If ASUO can’t break tie, Duck Athletics will get $0 from students. 02/07/2015
http://www.uomatters.com/2015/02/uo-board-to-give-rob-mullens-or-mark-helfrich-another-raise.html?utm_source=twitterfeed&utm_medium=twitter
2/7/2014 update:
2/7/2014 update:
It turns out the ASUO committee tie-breaker vote reported below was disallowed. They are going to meet again Tuesday 8AM (in the Rogue River room, I think) to try again. Presumably AAD Eric Roedl will be there, hat in hand.
If the committee can’t come to an agreement, the athletics department will get $0 from ASUO, although they’ll still get the millions in other subsidies described here and below.
AD Rob Mullens will then have to decide if he wants to cut the UO students off from access to the Autzen Stadium Student Section, or take other steps to limit student access to Duck games. Which would be political suicide for the Duck Athletic Department, so presumably the AD is engaging in some heavy student arm-twisting this weekend.
Of course Mullens couldn’t implement the nuclear option without the approval of Interim President Scott Coltrane. So, what do you think readers? What are the chances Scott Coltrane would let Rob Mullens cut the number of student football tickets?
2/6/2015 2:30 update: ASUO Committee votes to cut the mandatory student fee for Duck athletics from $1.6M to $1.3M
For background on the AD’s efforts to squeeze ASUO for more student money see here, and for more on the hidden subsidies for athletics see here.
Short version: The Ducks have hit price resistance from their regular fans, so they want to raise the fee to student government to ~$80 per student, to provide “free” tickets via a lottery. This is the second meeting of the ASUO committee that will recommend yes or no. The first meeting is described below. As usual, our students run an excellent meeting and the discussion is very polite, direct, and well informed.
At the last meeting, Duck AAD for Finance Eric Roedl asked for a 10% increase, to $1.8M:
After getting a thorough shellacking by the students, he doesn’t show up this time. In fact he already’s dropped down to asking for a 3% increase. The students are skeptical of even that. Many ask why any mandatory student fee money should go to athletics.
Their most favored option seems to be to move to a model where students can opt in to pay a voluntary feee to athletics, for a lottery for football tickets in the same student section as now, and free tickets for basketball and other less popular sports. The voluntary fee would be higher, but only those wanting to go to games would have to pay it. The athletics department likes the current system, because it isolates them from the free-market, and hides the true cost of the tickets from UO students. (If you ask students, most will tell you they pay nothing for the chance to enter the ticket lottery. They’re quite surprised to learn how much it really costs.) This change would take a while to implement however.
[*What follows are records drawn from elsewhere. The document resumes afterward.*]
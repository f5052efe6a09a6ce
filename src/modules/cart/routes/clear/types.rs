pub mod response {
    use axum::{extract::Json, http::StatusCode, response::IntoResponse};
    use serde_json::json;

    pub enum Success {
        CartCleared,
    }

    impl IntoResponse for Success {
        fn into_response(self) -> axum::response::Response {
            match self {
                Self::CartCleared => (
                    StatusCode::OK,
                    Json(json!({ "message": "Cart cleared" })),
                )
                    .into_response(),
            }
        }
    }

    pub enum Error {
        FailedToClearCart,
    }

    impl IntoResponse for Error {
        fn into_response(self) -> axum::response::Response {
            match self {
                Self::FailedToClearCart => (
                    StatusCode::INTERNAL_SERVER_ERROR,
                    Json(json!({ "error": "Failed to clear cart" })),
                )
                    .into_response(),
            }
        }
    }

    pub type Response = Result<Success, Error>;
}
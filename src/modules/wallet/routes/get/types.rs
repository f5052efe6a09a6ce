pub mod response {
    use axum::{extract::Json, http::StatusCode, response::IntoResponse};
    use serde_json::json;

    use crate::modules::wallet::repository::Wallet;

    pub enum Success {
        Wallet(Wallet),
    }

    impl IntoResponse for Success {
        fn into_response(self) -> axum::response::Response {
            match self {
                Self::Wallet(wallet) => (StatusCode::OK, Json(json!(wallet))).into_response(),
            }
        }
    }

    pub enum Error {
        WalletNotFound,
        FailedToFetchWallet,
    }

    impl IntoResponse for Error {
        fn into_response(self) -> axum::response::Response {
            match self {
                Self::WalletNotFound => (
                    StatusCode::NOT_FOUND,
                    Json(json!({ "error": "Wallet not found" })),
                )
                    .into_response(),
                Self::FailedToFetchWallet => (
                    StatusCode::INTERNAL_SERVER_ERROR,
                    Json(json!({ "error": "Failed to fetch wallet" })),
                )
                    .into_response(),
            }
        }
    }

    pub type Response = Result<Success, Error>;
}
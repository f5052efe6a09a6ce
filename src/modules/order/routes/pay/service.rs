use super::types::{request, response};
use crate::{
    modules::{
        order::repository::{self, OrderStatus, PaymentMethod},
        payment,
    },
    types::Context,
};
use std::sync::Arc;

pub async fn service(ctx: Arc<Context>, payload: request::Payload) -> response::Response {
    let order = repository::find_by_id(&ctx.db_conn.pool, payload.id)
        .await
        .map_err(|_| response::Error::FailedToCreateInvoice)?
        .filter(|order| order.customer_id == payload.auth.user.id)
        .ok_or(response::Error::OrderNotFound)?;

    if order.payment_method != PaymentMethod::Online {
        return Err(response::Error::NotAnOnlineOrder);
    }

    if order.is_paid {
        return Err(response::Error::AlreadyPaid);
    }

    if order.status != OrderStatus::Pending {
        return Err(response::Error::OrderClosed);
    }

    payment::service::create_order_invoice(ctx, &order, &payload.auth.user)
        .await
        .map(|invoice| response::Success::InvoiceCreated {
            order_id: order.id,
            invoice,
        })
        .map_err(|_| response::Error::FailedToCreateInvoice)
}
pub mod request {
    use crate::modules::auth::middleware::AdminAuth;
    use serde::Deserialize;
    use validator::Validate;

    #[derive(Deserialize, Validate)]
    pub struct Body {
        #[validate(length(min = 1, max = 1000))]
        pub reason: String,
    }

    pub struct Payload {
        pub auth: AdminAuth,
        pub id: String,
        pub body: Body,
    }
}

pub mod response {
    use crate::{modules::warning::repository::Warning, utils::validation};
    use axum::{extract::Json, http::StatusCode, response::IntoResponse};
    use serde_json::json;
    use validator::ValidationErrors;

    pub enum Success {
        Warned {
            warning: Warning,
            warning_count: i64,
            banned: bool,
        },
    }

    impl IntoResponse for Success {
        fn into_response(self) -> axum::response::Response {
            match self {
                Self::Warned {
                    warning,
                    warning_count,
                    banned,
                } => (
                    StatusCode::CREATED,
                    Json(json!({
                        "warning": warning,
                        "warning_count": warning_count,
                        "banned": banned,
                    })),
                )
                    .into_response(),
            }
        }
    }

    pub enum Error {
        FailedToValidate(ValidationErrors),
        UserNotFound,
        FailedToWarnUser,
    }

    impl IntoResponse for Error {
        fn into_response(self) -> axum::response::Response {
            match self {
                Self::FailedToValidate(errors) => validation::into_response(errors).into_response(),
                Self::UserNotFound => (
                    StatusCode::NOT_FOUND,
                    Json(json!({ "error": "User not found" })),
                )
                    .into_response(),
                Self::FailedToWarnUser => (
                    StatusCode::INTERNAL_SERVER_ERROR,
                    Json(json!({ "error": "Failed to warn user" })),
                )
                    .into_response(),
            }
        }
    }

    pub type Response = Result<Success, Error>;
}
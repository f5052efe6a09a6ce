use super::service::service;
use crate::{modules::auth::middleware::Auth, types::Context};
use axum::{extract::State, response::IntoResponse};
use std::sync::Arc;

pub async fn handler(State(ctx): State<Arc<Context>>, auth: Auth) -> impl IntoResponse {
    service(ctx, auth).await
}
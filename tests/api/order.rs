use crate::helpers::{TestApp, TestRestaurant, TestUser};
use axum::http::{Method, StatusCode};
use bigdecimal::BigDecimal;
use serde_json::json;
use sqlx::{
    postgres::{PgConnectOptions, PgPoolOptions},
    PgPool,
};
use std::time::Duration;

async fn place_order(
    app: &TestApp,
    restaurant: &TestRestaurant,
    price: i64,
    payment_method: &str,
) -> (TestUser, String) {
    let (customer, address_id) = app.ready_cart(restaurant, price, 10000).await;

    let (status, body) = app.checkout(&customer, &address_id, payment_method).await;
    assert_eq!(status, StatusCode::CREATED);

    (customer, body["order"]["id"].as_str().unwrap().to_string())
}

async fn completed_order(app: &TestApp, restaurant: &TestRestaurant) -> (TestUser, String) {
    let (customer, order_id) = place_order(app, restaurant, 2000, "CASH").await;

    for status in ["ACCEPTED", "COMPLETED"] {
        let (code, _) = app.set_status(&restaurant.owner, &order_id, status).await;
        assert_eq!(code, StatusCode::OK, "{}", status);
    }

    (customer, order_id)
}

#[sqlx::test]
async fn cancelling_a_paid_order_refunds_the_wallet(pool: PgPool) {
    let app = TestApp::new(pool);
    let restaurant = app.restaurant().await;
    let (customer, order_id) = place_order(&app, &restaurant, 1000, "WALLET").await;
    assert_eq!(app.balance(&customer.id).await, BigDecimal::from(9000));

    let (status, order) = app.set_status(&customer, &order_id, "CANCELLED").await;

    assert_eq!(status, StatusCode::OK);
    assert_eq!(order["status"], json!("CANCELLED"));
    assert_eq!(app.balance(&customer.id).await, BigDecimal::from(10000));
}

#[sqlx::test]
async fn denying_a_paid_order_refunds_the_wallet(pool: PgPool) {
    let app = TestApp::new(pool);
    let restaurant = app.restaurant().await;
    let (customer, order_id) = place_order(&app, &restaurant, 1000, "WALLET").await;

    let (status, _) = app.set_status(&restaurant.owner, &order_id, "DENIED").await;

    assert_eq!(status, StatusCode::OK);
    assert_eq!(app.balance(&customer.id).await, BigDecimal::from(10000));

    let (status, _) = app.set_status(&customer, &order_id, "CANCELLED").await;
    assert_eq!(status, StatusCode::BAD_REQUEST);
}

#[sqlx::test]
async fn shipping_pays_the_restaurant_and_the_delivery_man(pool: PgPool) {
    let app = TestApp::new(pool);
    app.set_fees(500, 10).await;
    let restaurant = app.restaurant().await;
    let delivery_man = app.delivery_man().await;
    let (customer, order_id) = completed_order(&app, &restaurant).await;

    let (status, _) = app
        .call(
            Method::POST,
            &format!("/api/orders/{}/claim", order_id),
            &delivery_man.user.token,
            None,
        )
        .await;
    assert_eq!(status, StatusCode::OK);

    let (status, _) = app.set_status(&delivery_man.user, &order_id, "SHIPPING").await;
    assert_eq!(status, StatusCode::OK);

    let (status, order) = app.set_status(&delivery_man.user, &order_id, "SHIPPED").await;
    assert_eq!(status, StatusCode::OK);
    assert_eq!(order["is_paid"], json!(true));

    assert_eq!(app.balance(&restaurant.owner.id).await, BigDecimal::from(1800));
    assert_eq!(app.balance(&delivery_man.user.id).await, BigDecimal::from(500));
    assert_eq!(app.balance(&customer.id).await, BigDecimal::from(10000));
}

#[sqlx::test]
async fn an_order_is_claimed_once(pool: PgPool) {
    let app = TestApp::new(pool);
    let restaurant = app.restaurant().await;
    let first = app.delivery_man().await;
    let second = app.delivery_man().await;
    let (_, order_id) = completed_order(&app, &restaurant).await;
    let uri = format!("/api/orders/{}/claim", order_id);

    let (status, order) = app.call(Method::POST, &uri, &first.user.token, None).await;
    assert_eq!(status, StatusCode::OK);
    assert_eq!(order["delivery_man_id"], json!(first.id));

    let (status, _) = app.call(Method::POST, &uri, &second.user.token, None).await;
    assert_eq!(status, StatusCode::CONFLICT);
}

#[sqlx::test]
async fn unrelated_restaurants_cannot_move_an_order(pool: PgPool) {
    let app = TestApp::new(pool);
    let restaurant = app.restaurant().await;
    let other = app.restaurant().await;
    let (_, order_id) = place_order(&app, &restaurant, 1000, "CASH").await;

    let (status, _) = app.set_status(&other.owner, &order_id, "ACCEPTED").await;

    assert_eq!(status, StatusCode::FORBIDDEN);
}

#[sqlx::test]
async fn status_updates_run_on_a_single_connection(
    pool_options: PgPoolOptions,
    connect_options: PgConnectOptions,
) {
    let pool = pool_options
        .max_connections(1)
        .acquire_timeout(Duration::from_secs(5))
        .connect_with(connect_options)
        .await
        .unwrap();
    let app = TestApp::new(pool);
    let restaurant = app.restaurant().await;
    let (_, order_id) = place_order(&app, &restaurant, 1000, "CASH").await;

    let (status, order) = tokio::time::timeout(
        Duration::from_secs(10),
        app.set_status(&restaurant.owner, &order_id, "ACCEPTED"),
    )
    .await
    .unwrap();

    assert_eq!(status, StatusCode::OK);
    assert_eq!(order["status"], json!("ACCEPTED"));
}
As the discussion evolves it turns out that the Ducks aren’t just making ASUO pay for the tickets, they’re also adding on a DAF “donation fee”. Wow – is this whole scheme legal? I’d check the legal opinions from UO’s General Counsel’s office, but I had to give those back. Bummer.
In the end, of course, Roedl discounts everything, perhaps to account for the fact that the IRS deduction on the “donation” isn’t worth anything to student government, but most importantly because student demand is pretty price-elastic, so a bit of price-discrimination is profit maximizing for the Ducks.
A committee member proposes a cut from $1.6M to $1.3M, for the same number of tickets, instead of the increase to $1.8M Roedl was shooting for. Roedl’s response, by email, is to try and confuse the students with some accounting jargon.
Student question: What might Roedl and Mullens do if ASUO cuts the subsidy – would they cut the student tickets off? No more tickets? Oh My God!
Fat chance. Their salaries depend on being able to credibly claim the Ducks are part of UO’s academic mission – no students, no IRS tax deductions for the donors, and taxes on the ESPN money etc. That’s the death penalty for college football – or at least a big salary cut for some well paid AD employees.
The AD budget is apparently $98M. The $300k we’re talking about here is roughly one day of revenue for them. Their revenue went up about $10M last year. This money is a a rounding error to them.
Lubash: I have a problem with requiring students, many of whom are borrowing money to pay their tuition and fees, to pay the athletic department money $71 a year for a chance to buy a ticket that they might not even want. Yes, I ran on a platform of getting more tickets – and on fiscal responsibility. The athletic department is not going to agree to more student tickets. So lets at least reduce the cost of the tickets that we can get.
At around 4:45, after a lot of well considered discussion, the committee votes 4-3 to recommend to the full ASUO that the fee to athletics be cut from $1.6M to ~$1.3M. If AAD Eric Roedl doesn’t like it, he’s 72 hours to put together an appeal and bring it to the committee on Monday. So stay tuned!
2/6/2015 11:00AM: 2:30-4 in Chapman 204. See below for background.
Rumor has it that AAD Eric Roedl might not show. He got angry about having to answer questions from students last time. Just like he got angry about having to answer questions from the faculty last year, and stopped coming to the IAC meetings.
Here’s the agreement between Johnson Hall and Athletics, to divert academic money towards the “presidential skybox” at Autzen, etc. That’s right, UO students pay for the administrator’s football skybox. It took a petition to the DOJ to pry this document out of UO – now it’s on the AD’s website, here.